## WHAT YOU ARE ASKED TO DO
The only acceptable output is every entry, printed exactly.

## SOURCE DATA
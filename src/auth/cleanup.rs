//! Background cleanup worker for expired sessions.

use std::time::Duration;

use tokio_util::sync::CancellationToken;

use super::session::SessionStore;

fn cleanup_once(store: &SessionStore) {
    let count = store.purge_expired();
    if count > 0 {
        tracing::info!(expired_sessions = count, "Cleaned up expired sessions");
    }
}

/// Run the cleanup worker.
/// Purges immediately on start, then every `interval`, until `shutdown` is cancelled.
pub async fn run_cleanup_worker(
    store: SessionStore,
    interval: Duration,
    shutdown: CancellationToken,
) {
    tracing::info!(interval_secs = interval.as_secs(), "Starting session cleanup worker");

    cleanup_once(&store);

    let mut interval = tokio::time::interval(interval);
    interval.tick().await; // Skip the first immediate tick (we already ran cleanup)

    loop {
        tokio::select! {
            _ = interval.tick() => {
                cleanup_once(&store);
            }
            () = shutdown.cancelled() => {
                tracing::info!("Session cleanup worker shutting down");
                break;
            }
        }
    }
}

#[cfg(test)]
mod tests {
    use super::*;
    use crate::auth::session::SessionUser;

    #[tokio::test]
    async fn test_worker_purges_and_stops_on_cancel() {
        let store = SessionStore::new(Duration::ZERO);
        store.create(
            SessionUser {
                id: 1,
                name: "a".to_string(),
                slug: "a".to_string(),
                roles: vec![],
            },
            "jwt".to_string(),
        );

        let shutdown = CancellationToken::new();
        let handle = tokio::spawn(run_cleanup_worker(
            store.clone(),
            Duration::from_secs(3600),
            shutdown.clone(),
        ));

        shutdown.cancel();
        handle.await.unwrap();
        assert!(store.is_empty());
    }
}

## RESPONSE TO THIS TASK
filename src/auth/cleanup.rs
//! Background cleanup worker for expired sessions.

use std::time::Duration;

use tokio_util::sync::CancellationToken;

use super::session::SessionStore;

fn cleanup_once(store: &SessionStore) {
    let count = store.purge_expired();
    if count > 0 {
        tracing::info!(expired_sessions = count, "Cleaned up expired sessions");
    }
}

/// Run the cleanup worker.
/// Purges immediately on start, then every `interval`, until `shutdown` is cancelled.
pub async fn run_cleanup_worker(
    store: SessionStore,
    interval: Duration,
    shutdown: CancellationToken,
) {
    tracing::info!(interval_secs = interval.as_secs(), "Starting session cleanup worker");

    cleanup_once(&store);

    let mut interval = tokio::time::interval(interval);
    interval.tick().await; // Skip the first immediate tick (we already ran cleanup)

    loop {
        tokio::select! {
            _ = interval.tick() => {
                cleanup_once(&store);
            }
            () = shutdown.cancelled() => {
                tracing::info!("Session cleanup worker shutting down");
                break;
            }
        }
    }
}

#[cfg(test)]
mod tests {
    use super::*;
    use crate::auth::session::SessionUser;

    #[tokio::test]
    async fn test_worker_purges_and_stops_on_cancel() {
        let store = SessionStore::new(Duration::ZERO);
        store.create(
            SessionUser {
                id: 1,
                name: "a".to_string(),
                slug: "a".to_string(),
                roles: vec![],
            },
            "jwt".to_string(),
        );

        let shutdown = CancellationToken::new();
        let handle = tokio::spawn(run_cleanup_worker(
            store.clone(),
            Duration::from_secs(3600),
            shutdown.clone(),
        ));

        shutdown.cancel();
        handle.await.unwrap();
        assert!(store.is_empty());
    }
}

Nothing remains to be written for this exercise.